An 11th-hour plea to Governor Maura Healey to use her executive powers to halt the closure was denied.

Instead, Healey’s office issued a press release saying she asked the Department of Public Health to do two studies: one on maternal health care in the state, and a second to assess essential hospital services in North Central Mass.

“Our administration is deeply concerned about the Leominster closure and health care access generally across northern Worcester County,” according to the statement from the Healey administration.

“We trusted her. We had faith in her that she was gonna protect these services for our community.“ says Rep. Natalie Higgins, 4th Worcester.

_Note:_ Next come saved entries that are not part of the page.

//! Older names of some operations, kept so existing callers continue to work.
//!
//! Every item in this module is a plain re-export of the function it names, so they behave
//! identically.
//!
//! ```
//! use vectorops::legacy::*;
//!
//! let m = eulerToRotationMatrix3(&[0.0, 0.0, 0.0]);
//! assert_eq!(rotationMatrix3ToEuler(&m), [0.0, 0.0, 0.0]);
//! assert_eq!(mxmult(&m, &m)?, m);
//! # Ok::<_, vectorops::Error>(())
//! ```

pub use crate::matrix::{
    matrix_constant_mult as mxconstantmult, matrix_mult as matrixmult, matrix_mult as mxmult,
    matrix_vector_mult as mxvectormult, vector_matrix_mult as vectormatrixmult,
    vector_matrix_mult as vectormxmult,
};
pub use crate::rotation::{
    axis_angle_to_quaternion as axisAngleToQuaternion,
    axis_angle_to_rotation_matrix as axisAngleToRotationMatrix,
    euler_to_rotation_matrix as eulerToRotationMatrix3, quaternion_to_rotation_matrix as rotmx,
    rotation_matrix_to_euler as rotationMatrix3ToEuler,
};
//! Matrix operations.
//!
//! Matrices are sequences of rows: the first index selects the row, the second one the column.
//! Any slice of rows that can be viewed as `&[T]` is accepted, so `Vec<Vec<T>>`, `[[T; C]; R]` and
//! `&[&[T]]` all work as inputs. Results are always freshly allocated `Vec<Vec<T>>`s.

use crate::{
    error::{Error, Result},
    traits::{Number, One, Zero},
    vector::{dot, mult},
};

/// Multiplies every element of `m` by the constant `c`.
pub fn matrix_constant_mult<T, R>(m: &[R], c: T) -> Vec<Vec<T>>
where
    T: Number,
    R: AsRef<[T]>,
{
    m.iter().map(|row| mult(row.as_ref(), c)).collect()
}

/// Post-multiplies the matrix `m` by the column vector `v` (`m * v`).
///
/// Element `i` of the result is the dot product of row `i` of `m` with `v`.
///
/// # Examples
///
/// ```
/// # use vectorops::*;
/// let m = [
///     [0, 1],
///     [2, 3],
/// ];
/// assert_eq!(matrix_vector_mult(&m, &[4, 5]), [5, 23]);
/// ```
///
/// # Panics
///
/// Panics if `v` has fewer elements than a row of `m`.
#[track_caller]
pub fn matrix_vector_mult<T, R>(m: &[R], v: &[T]) -> Vec<T>
where
    T: Number,
    R: AsRef<[T]>,
{
    m.iter().map(|row| dot(row.as_ref(), v)).collect()
}

/// Pre-multiplies the matrix `m` by the row vector `v` (`v * m`).
///
/// The number of columns is taken from the first row of `m`. An empty `v` times an empty `m` has
/// no columns and results in `Ok` with an empty vector.
///
/// # Errors
///
/// Returns [`Error::DimensionMismatch`] if the length of `v` differs from the number of rows of
/// `m`. This is the only operation in the crate that validates its input dimensions.
///
/// # Examples
///
/// ```
/// # use vectorops::*;
/// let m = [
///     [1, 2, 3],
///     [4, 5, 6],
/// ];
/// assert_eq!(vector_matrix_mult(&[1, 10], &m)?, [41, 52, 63]);
/// assert!(vector_matrix_mult(&[1, 10, 100], &m).is_err());
/// # Ok::<_, vectorops::Error>(())
/// ```
///
/// # Panics
///
/// Panics if a row of `m` is shorter than the first row.
#[track_caller]
pub fn vector_matrix_mult<T, R>(v: &[T], m: &[R]) -> Result<Vec<T>>
where
    T: Number,
    R: AsRef<[T]>,
{
    let rows = m.len();
    if v.len() != rows {
        log::trace!(
            "vector_matrix_mult: vector of length {} does not match {} matrix rows",
            v.len(),
            rows
        );
        return Err(Error::DimensionMismatch {
            vector_len: v.len(),
            rows,
        });
    }

    let columns = m.first().map_or(0, |row| row.as_ref().len());
    let result = (0..columns)
        .map(|col| {
            v.iter()
                .zip(m)
                .fold(T::ZERO, |acc, (&elem, row)| acc + elem * row.as_ref()[col])
        })
        .collect();
    Ok(result)
}

/// Multiplies the matrices `a` and `b` (`a * b`).
///
/// Each row of `a` is passed through [`vector_matrix_mult`] against `b`.
///
/// # Errors
///
/// Returns [`Error::DimensionMismatch`] if the number of columns of `a` does not match the number
/// of rows of `b`.
///
/// # Examples
///
/// ```
/// # use vectorops::*;
/// let a = [
///     [1, 2],
///     [3, 4],
/// ];
/// let b = [
///     [5, 6],
///     [7, 8],
/// ];
/// assert_eq!(matrix_mult(&a, &b)?, [[19, 22], [43, 50]]);
/// # Ok::<_, vectorops::Error>(())
/// ```
pub fn matrix_mult<T, A, B>(a: &[A], b: &[B]) -> Result<Vec<Vec<T>>>
where
    T: Number,
    A: AsRef<[T]>,
    B: AsRef<[T]>,
{
    a.iter()
        .map(|row| vector_matrix_mult(row.as_ref(), b))
        .collect()
}

/// Swaps the rows and columns of `a`.
///
/// `a` does not have to be square. If the rows have different lengths, the result is cut off at
/// the length of the shortest row.
///
/// # Examples
///
/// ```
/// # use vectorops::*;
/// let m = [
///     [0, 1, 2],
///     [3, 4, 5],
/// ];
/// let t: Vec<Vec<i32>> = transpose(&m);
/// assert_eq!(t, [
///     [0, 3],
///     [1, 4],
///     [2, 5],
/// ]);
/// ```
pub fn transpose<T, R>(a: &[R]) -> Vec<Vec<T>>
where
    T: Copy,
    R: AsRef<[T]>,
{
    let columns = a.iter().map(|row| row.as_ref().len()).min().unwrap_or(0);
    (0..columns)
        .map(|col| a.iter().map(|row| row.as_ref()[col]).collect())
        .collect()
}

/// Creates an `n`x`n` identity matrix.
///
/// The matrix has the value 1 on its diagonal and 0 everywhere else.
pub fn identity<T: Zero + One + Copy>(n: usize) -> Vec<Vec<T>> {
    (0..n)
        .map(|row| {
            (0..n)
                .map(|col| if row == col { T::ONE } else { T::ZERO })
                .collect()
        })
        .collect()
}
//! Element traits shared by all operations.
//!
//! Vector and matrix arithmetic only needs [`Number`], so it also works on integers. Operations
//! that take square roots or evaluate trigonometric functions need [`Sqrt`] or [`Float`].

use std::ops;

/// Types that have a "zero" value (an additive identity).
pub trait Zero {
    /// The *0* value of this type.
    const ZERO: Self;
}

/// Types that have a "one" value (a multiplicative identity).
pub trait One {
    /// The *1* value of this type.
    const ONE: Self;
}

/// Types that support computing their square root.
pub trait Sqrt {
    fn sqrt(self) -> Self;
}

/// Types that support the trigonometric functions used by the rotation conversions.
pub trait Trig: Sized {
    /// Computes the sine of the angle `self` (in radians).
    fn sin(self) -> Self;
    /// Computes the cosine of the angle `self` (in radians).
    fn cos(self) -> Self;
    /// Four-quadrant arctangent of `self` (y) and `other` (x), in radians.
    fn atan2(self, other: Self) -> Self;

    /// Computes sine and cosine of `self` at once.
    fn sin_cos(self) -> (Self, Self)
    where
        Self: Copy,
    {
        (self.sin(), self.cos())
    }
}

/// A trait for element types that support basic arithmetic.
///
/// This is implemented for all primitive integer and floating-point types. Note that integer
/// division by zero panics, while floating-point division by zero yields an infinity or `NaN`.
pub trait Number:
    Zero
    + One
    + ops::Add<Output = Self>
    + ops::Sub<Output = Self>
    + ops::Mul<Output = Self>
    + ops::Div<Output = Self>
    + PartialEq
    + Copy
{
}
impl<T> Number for T where
    T: Zero
        + One
        + ops::Add<Output = Self>
        + ops::Sub<Output = Self>
        + ops::Mul<Output = Self>
        + ops::Div<Output = Self>
        + PartialEq
        + Copy
{
}

/// Floating-point element types, as required by the rotation conversions.
///
/// Implemented for [`f32`] and [`f64`].
pub trait Float: Number + Sqrt + Trig + ops::Neg<Output = Self> + PartialOrd {
    fn abs(self) -> Self;

    /// Converts an `f64` constant to this type, rounding if necessary.
    fn from_f64(value: f64) -> Self;
}

macro_rules! zero_one {
    ($zero:literal, $one:literal => $($types:ty),+) => {
        $(
            impl Zero for $types {
                const ZERO: Self = $zero;
            }

            impl One for $types {
                const ONE: Self = $one;
            }
        )+
    };
}
zero_one!(0, 1 => u8, u16, u32, u64, u128, usize, i8, i16, i32, i64, i128, isize);
zero_one!(0.0, 1.0 => f32, f64);

macro_rules! float_impls {
    ($($types:ty),+) => {
        $(
            impl Sqrt for $types {
                fn sqrt(self) -> Self {
                    self.sqrt()
                }
            }

            impl Trig for $types {
                fn sin(self) -> Self {
                    self.sin()
                }

                fn cos(self) -> Self {
                    self.cos()
                }

                fn atan2(self, other: Self) -> Self {
                    self.atan2(other)
                }

                fn sin_cos(self) -> (Self, Self) {
                    self.sin_cos()
                }
            }

            impl Float for $types {
                fn abs(self) -> Self {
                    self.abs()
                }

                fn from_f64(value: f64) -> Self {
                    value as $types
                }
            }
        )+
    };
}
float_impls!(f32, f64);
//! Per-tick lifecycle: status effects, building decay, spawners and mana
//! production.
//!
//! Nothing here allocates unit ids or touches the match RNG. Spawner firings
//! come back as [`SpawnRequest`]s and the match turns them into units.

use serde::{Deserialize, Serialize};

use crate::components::{CardId, SideId, UnitInstance};
use crate::config::TimerPolicy;
use crate::data::CardCatalog;
use crate::math::{Fixed, Vec2Fixed};
use crate::side::Side;

/// A spawner fired; `count` units of `card_id` should appear at `position`.
#[derive(Debug, Clone, PartialEq, Eq, Serialize, Deserialize)]
pub struct SpawnRequest {
    /// Owning side of the new units.
    pub side: SideId,
    /// Card to instantiate.
    pub card_id: CardId,
    /// Spawner location (before jitter).
    pub position: Vec2Fixed,
    /// Number of units.
    pub count: u32,
}

/// Per-tick inputs for the lifecycle pass.
#[derive(Debug, Clone, Copy)]
pub struct LifecycleContext<'a> {
    /// Card lookups.
    pub catalog: &'a CardCatalog,
    /// Tick length in seconds.
    pub dt: Fixed,
    /// Match time at the start of this tick.
    pub now: Fixed,
    /// Spawn and production timer behavior.
    pub policy: TimerPolicy,
    /// Mana cap for production credits.
    pub max_mana: Fixed,
}

/// What the lifecycle pass produced.
#[derive(Debug, Clone, Default, PartialEq, Eq)]
pub struct LifecycleOutcome {
    /// Spawner firings to realize.
    pub spawns: Vec<SpawnRequest>,
    /// Mana credited per side this tick.
    pub mana_produced: [Fixed; 2],
}

/// Run the lifecycle pass over both sides.
pub fn run_lifecycle(sides: &mut [Side; 2], ctx: &LifecycleContext<'_>) -> LifecycleOutcome {
    let mut outcome = LifecycleOutcome::default();

    for side in sides.iter_mut() {
        let mut credit = Fixed::ZERO;
        for unit in side.units.iter_mut().filter(|u| u.is_alive()) {
            tick_status(unit, ctx.dt, ctx.now);
            decay(unit, ctx);
            if !unit.is_alive() {
                continue;
            }
            if let Some(request) = tick_spawner(unit, ctx) {
                outcome.spawns.push(request);
            }
            credit += tick_production(unit, ctx);
        }

        if credit > Fixed::ZERO {
            side.credit_mana(credit, ctx.max_mana);
            outcome.mana_produced[side.id.index()] = credit;
        }
    }

    outcome
}

/// Burn damage for this tick, then drop anything that has run out.
///
/// Burn deals `damage_per_second` over the part of the tick it is active
/// and carries the fractional remainder to the next tick.
pub fn tick_status(unit: &mut UnitInstance, dt: Fixed, now: Fixed) {
    let end = now + dt;
    if let Some(mut burn) = unit.status.burn {
        let active = burn.until.min(end) - now;
        if active > Fixed::ZERO {
            let owed = Fixed::saturating_from_num(burn.damage_per_second)
                .saturating_mul(active)
                .saturating_add(burn.carry);
            let whole = owed.floor();
            burn.carry = owed - whole;
            unit.status.burn = Some(burn);
            unit.take_damage(whole.saturating_to_num::<u32>());
        }
    }
    unit.status.expire(end);
}

/// Linear decay for units with a finite lifetime.
///
/// Combat damage that already pushed hp below the decay curve is kept.
fn decay(unit: &mut UnitInstance, ctx: &LifecycleContext<'_>) {
    let Some(remaining) = unit.lifetime_remaining else {
        return;
    };
    let Some(lifetime) = ctx
        .catalog
        .get(&unit.card_id)
        .and_then(|card| card.lifetime)
    else {
        return;
    };

    let remaining = remaining - ctx.dt;
    if remaining <= Fixed::ZERO {
        unit.lifetime_remaining = Some(Fixed::ZERO);
        unit.hp = 0;
        return;
    }
    unit.lifetime_remaining = Some(remaining);

    let fraction = (remaining / lifetime).min(Fixed::ONE);
    let projected = Fixed::saturating_from_num(unit.max_hp)
        .saturating_mul(fraction)
        .saturating_to_num::<u32>();
    unit.hp = unit.hp.min(projected);
}

fn tick_spawner(unit: &mut UnitInstance, ctx: &LifecycleContext<'_>) -> Option<SpawnRequest> {
    let spawner = ctx.catalog.get(&unit.card_id)?.spawner.as_ref()?;
    let fires = unit
        .spawn_timer
        .advance(ctx.dt, spawner.interval, ctx.policy);
    if fires == 0 {
        return None;
    }
    Some(SpawnRequest {
        side: unit.side,
        card_id: spawner.unit_id.clone(),
        position: unit.position,
        count: spawner.count.saturating_mul(fires),
    })
}

fn tick_production(unit: &mut UnitInstance, ctx: &LifecycleContext<'_>) -> Fixed {
    let Some(production) = ctx
        .catalog
        .get(&unit.card_id)
        .and_then(|card| card.mana_production)
    else {
        return Fixed::ZERO;
    };
    let fires = unit
        .production_timer
        .advance(ctx.dt, production.interval, ctx.policy);
    production.amount.saturating_mul(Fixed::saturating_from_num(fires))
}

#[cfg(test)]
mod tests {
    use super::*;
    use crate::components::BurnState;
    use crate::data::{CardDefinition, CardType, ManaProduction, SpawnerSpec};

    fn building(id: &str) -> CardDefinition {
        CardDefinition {
            id: id.to_string(),
            name: id.to_string(),
            card_type: CardType::Building,
            cost: 3,
            hp: 1000,
            damage: 0,
            speed: Fixed::ZERO,
            range: Fixed::ZERO,
            attack_cadence: Fixed::ZERO,
            splash_radius: None,
            instance_count: 1,
            favorite_target: None,
            spawner: None,
            lifetime: Some(Fixed::from_num(10)),
            mana_production: None,
            effect: None,
            shield: 0,
            charge: None,
            projectile: None,
            self_destruct: false,
            hits_tower: false,
            can_target_air: true,
            max_instances: None,
        }
    }

    fn catalog() -> CardCatalog {
        let mut hut = building("hut");
        hut.spawner = Some(SpawnerSpec {
            unit_id: "imp".to_string(),
            interval: Fixed::from_num(2),
            count: 2,
            on_deploy: false,
        });
        let mut pump = building("pump");
        pump.mana_production = Some(ManaProduction {
            amount: Fixed::ONE,
            interval: Fixed::from_num(4),
        });
        let mut imp = building("imp");
        imp.card_type = CardType::Ground;
        imp.lifetime = None;
        CardCatalog::new(vec![building("wall"), hut, pump, imp]).unwrap()
    }

    fn ctx(catalog: &CardCatalog, dt: f64, now: f64) -> LifecycleContext<'_> {
        LifecycleContext {
            catalog,
            dt: Fixed::from_num(dt),
            now: Fixed::from_num(now),
            policy: TimerPolicy::ResetOnFire,
            max_mana: Fixed::from_num(10),
        }
    }

    fn side_with(catalog: &CardCatalog, card_id: &str) -> [Side; 2] {
        let mut p1 = Side::new(SideId::P1, 100, Fixed::ZERO);
        p1.units.push(UnitInstance::new(
            1,
            catalog.get(card_id).unwrap(),
            SideId::P1,
            Vec2Fixed::from_ints(4, 4),
        ));
        [p1, Side::new(SideId::P2, 100, Fixed::ZERO)]
    }

    #[test]
    fn test_decay_is_linear() {
        let catalog = catalog();
        let mut sides = side_with(&catalog, "wall");

        run_lifecycle(&mut sides, &ctx(&catalog, 2.5, 0.0));
        assert_eq!(sides[0].units[0].hp, 750);

        run_lifecycle(&mut sides, &ctx(&catalog, 5.0, 2.5));
        assert_eq!(sides[0].units[0].hp, 250);
    }

    #[test]
    fn test_decay_keeps_lower_combat_hp() {
        let catalog = catalog();
        let mut sides = side_with(&catalog, "wall");
        sides[0].units[0].hp = 100;

        run_lifecycle(&mut sides, &ctx(&catalog, 1.0, 0.0));
        assert_eq!(sides[0].units[0].hp, 100);
    }

    #[test]
    fn test_decay_reaches_zero_at_lifetime() {
        let catalog = catalog();
        let mut sides = side_with(&catalog, "wall");

        for step in 0..10 {
            run_lifecycle(&mut sides, &ctx(&catalog, 1.0, f64::from(step)));
        }
        assert_eq!(sides[0].units[0].hp, 0);
        assert_eq!(sides[0].units[0].lifetime_remaining, Some(Fixed::ZERO));
    }

    #[test]
    fn test_spawner_fires_on_interval() {
        let catalog = catalog();
        let mut sides = side_with(&catalog, "hut");

        let outcome = run_lifecycle(&mut sides, &ctx(&catalog, 1.5, 0.0));
        assert!(outcome.spawns.is_empty());

        let outcome = run_lifecycle(&mut sides, &ctx(&catalog, 0.5, 1.5));
        assert_eq!(outcome.spawns.len(), 1);
        assert_eq!(outcome.spawns[0].card_id, "imp");
        assert_eq!(outcome.spawns[0].count, 2);
        assert_eq!(outcome.spawns[0].position, Vec2Fixed::from_ints(4, 4));
    }

    #[test]
    fn test_production_credits_owner_clamped() {
        let catalog = catalog();
        let mut sides = side_with(&catalog, "pump");
        sides[0].mana = Fixed::from_num(9.5);

        let outcome = run_lifecycle(&mut sides, &ctx(&catalog, 4.0, 0.0));
        assert_eq!(outcome.mana_produced[0], Fixed::ONE);
        assert_eq!(sides[0].mana, Fixed::from_num(10));
        assert_eq!(sides[1].mana, Fixed::ZERO);
    }

    #[test]
    fn test_burn_carries_fractions() {
        let catalog = catalog();
        let mut unit = UnitInstance::new(
            1,
            catalog.get("imp").unwrap(),
            SideId::P1,
            Vec2Fixed::ZERO,
        );
        unit.status.burn = Some(BurnState {
            damage_per_second: 10,
            until: Fixed::from_num(1),
            carry: Fixed::ZERO,
        });

        // 10 dps over 0.25s = 2.5 damage: 2 now, 0.5 carried.
        tick_status(&mut unit, Fixed::from_num(0.25), Fixed::ZERO);
        assert_eq!(unit.hp, 998);
        tick_status(&mut unit, Fixed::from_num(0.25), Fixed::from_num(0.25));
        assert_eq!(unit.hp, 995);

        // Past expiry: only the remaining active window burns, then it ends.
        tick_status(&mut unit, Fixed::from_num(1), Fixed::from_num(0.5));
        assert_eq!(unit.hp, 990);
        assert!(unit.status.burn.is_none());
    }

    #[test]
    fn test_decay_of_huge_hp_does_not_overflow() {
        let catalog = catalog();
        let mut sides = side_with(&catalog, "wall");
        sides[0].units[0].max_hp = u32::MAX;
        sides[0].units[0].hp = u32::MAX;

        run_lifecycle(&mut sides, &ctx(&catalog, 2.5, 0.0));
        let hp = sides[0].units[0].hp;
        assert!(hp > 0);
        assert!(hp < u32::MAX);
    }
}
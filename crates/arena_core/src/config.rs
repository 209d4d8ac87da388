//! Match configuration.
//!
//! Every tunable of a match lives here so a room can be created from a RON
//! file. All fields have defaults; a config file only lists what it changes.
//!
//! # Example RON
//!
//! ```ron
//! MatchConfig(
//!     starting_mana: 5.0,
//!     max_mana: 20.0,
//!     timer_policy: CarryOver,
//!     seed: 7,
//! )
//! ```

use serde::{Deserialize, Serialize};

use crate::components::SideId;
use crate::error::{GameError, Result};
use crate::math::{fixed_decimal, option_fixed_decimal, Fixed, Vec2Fixed};

/// How periodic timers (attack, spawn, production) behave when they fire.
#[derive(Debug, Clone, Copy, PartialEq, Eq, Hash, Default, Serialize, Deserialize)]
pub enum TimerPolicy {
    /// Fire at most once per tick and reset the accumulator to zero.
    ///
    /// Under a large `dt` (scheduler stall) repeats are lost.
    #[default]
    ResetOnFire,
    /// Subtract the period on each firing; a large `dt` fires several times.
    CarryOver,
}

/// Geometry of the battlefield.
///
/// P1 defends the low-`y` edge and attacks toward `height`; P2 mirrors it.
#[derive(Debug, Clone, Copy, PartialEq, Eq, Serialize, Deserialize)]
#[serde(default)]
pub struct FieldLayout {
    /// Field width (x extent).
    #[serde(with = "fixed_decimal")]
    pub width: Fixed,
    /// Field height (y extent).
    #[serde(with = "fixed_decimal")]
    pub height: Fixed,
    /// Distance of each base from its own baseline.
    #[serde(with = "fixed_decimal")]
    pub base_inset: Fixed,
}

impl Default for FieldLayout {
    fn default() -> Self {
        Self {
            width: Fixed::from_num(18),
            height: Fixed::from_num(32),
            base_inset: Fixed::from_num(3),
        }
    }
}

impl FieldLayout {
    /// Horizontal center of the field.
    #[must_use]
    pub fn center_x(&self) -> Fixed {
        self.width / Fixed::from_num(2)
    }

    /// The midline (bridge row) separating the two halves.
    #[must_use]
    pub fn midline(&self) -> Fixed {
        self.height / Fixed::from_num(2)
    }

    /// Fixed location of a side's base.
    #[must_use]
    pub fn base_position(&self, side: SideId) -> Vec2Fixed {
        match side {
            SideId::P1 => Vec2Fixed::new(self.center_x(), self.base_inset),
            SideId::P2 => Vec2Fixed::new(self.center_x(), self.height - self.base_inset),
        }
    }

    /// Point a side's idle units march toward: the opposing base, which sits
    /// on the midline column near the opposite edge.
    #[must_use]
    pub fn march_goal(&self, side: SideId) -> Vec2Fixed {
        self.base_position(side.opponent())
    }

    /// Sign of "forward" along `y` for a side: `+1` for P1, `-1` for P2.
    #[must_use]
    pub fn forward(&self, side: SideId) -> Fixed {
        match side {
            SideId::P1 => Fixed::ONE,
            SideId::P2 => -Fixed::ONE,
        }
    }

    /// Clamp a point into the field.
    #[must_use]
    pub fn clamp(&self, point: Vec2Fixed) -> Vec2Fixed {
        self.clamp_with_margin(point, Fixed::ZERO)
    }

    /// Clamp a point into the field shrunk by `margin` on every edge.
    #[must_use]
    pub fn clamp_with_margin(&self, point: Vec2Fixed, margin: Fixed) -> Vec2Fixed {
        let min = Vec2Fixed::new(margin, margin);
        let max = Vec2Fixed::new(self.width - margin, self.height - margin);
        point.clamp(min, max)
    }

    /// Whether a point lies in `side`'s half, extended past the midline by `margin`.
    #[must_use]
    pub fn in_half_of(&self, side: SideId, point: Vec2Fixed, margin: Fixed) -> bool {
        match side {
            SideId::P1 => point.y <= self.midline() + margin,
            SideId::P2 => point.y >= self.midline() - margin,
        }
    }
}

/// Tunables for a single match.
#[derive(Debug, Clone, PartialEq, Eq, Serialize, Deserialize)]
#[serde(default)]
pub struct MatchConfig {
    /// Field geometry.
    pub field: FieldLayout,
    /// Mana each side starts with.
    #[serde(with = "fixed_decimal")]
    pub starting_mana: Fixed,
    /// Mana cap.
    #[serde(with = "fixed_decimal")]
    pub max_mana: Fixed,
    /// Passive mana regeneration per second.
    #[serde(with = "fixed_decimal")]
    pub mana_regen_per_second: Fixed,
    /// Starting hit points of each base.
    pub base_hp: u32,
    /// Number of cards in hand (the next card is held separately).
    pub hand_size: usize,
    /// Maximum per-axis random offset applied to deployed and spawned units.
    #[serde(with = "fixed_decimal")]
    pub deploy_jitter: Fixed,
    /// Attack/spawn/production timer behavior.
    pub timer_policy: TimerPolicy,
    /// Optional match duration; on expiry the side with more base hp wins.
    #[serde(with = "option_fixed_decimal")]
    pub time_limit: Option<Fixed>,
    /// Seed for the match RNG (hand cycling and jitter).
    pub seed: u64,
}

impl Default for MatchConfig {
    fn default() -> Self {
        Self {
            field: FieldLayout::default(),
            starting_mana: Fixed::from_num(5),
            max_mana: Fixed::from_num(10),
            mana_regen_per_second: Fixed::from_num(0.5),
            base_hp: 2400,
            hand_size: 4,
            deploy_jitter: Fixed::from_num(0.3),
            timer_policy: TimerPolicy::ResetOnFire,
            time_limit: None,
            seed: 0,
        }
    }
}

impl MatchConfig {
    /// Parse a config from RON text.
    pub fn from_ron_str(text: &str) -> Result<Self> {
        ron::from_str(text).map_err(|e| GameError::ConfigParse(e.to_string()))
    }

    /// Same config with a different seed.
    #[must_use]
    pub fn with_seed(mut self, seed: u64) -> Self {
        self.seed = seed;
        self
    }
}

Eladia Romero, Co-chair, of Community United to Save OUR Birthing Center says, ”this experience has taught us that hospitals are more powerful than our own government… even with DPH agreeing with the community, there”s nothing they can do to stop it.“

Umass Memorial Health Care says they’ll provide curb-to-curb transportation for patients and will invest more than $600,000 for prenatal and postpartum care.

Members of the Community United to Save OUR Birthing Center coalition say it’s not enough and the decision puts an already underserved population at risk.

‘It took a minimum of 8 professionals to save my daughter and grandson’s life,” says Irene Hernandez, Co-chair, of Community United to Save OUR Birthing Center, " So think about that. What’s gonna happen to somebody else’s daughter who’s gonna come here with the same issue or preterm labor and they’re not ready for that.“

Boston 25 has learned the city of Leominster has filed a lawsuit calling into question the review process ending in the closure and the plan to provide access to maternal care to women.

In a memo to staff obtained by Boston 25, president and CEO Eric Dickson says, “Keeping a birthing center open without adequate obstetrical coverage is not in the best interest of our patients and is something we are not willing to do, regardless of the political pressure and damaging headlines.”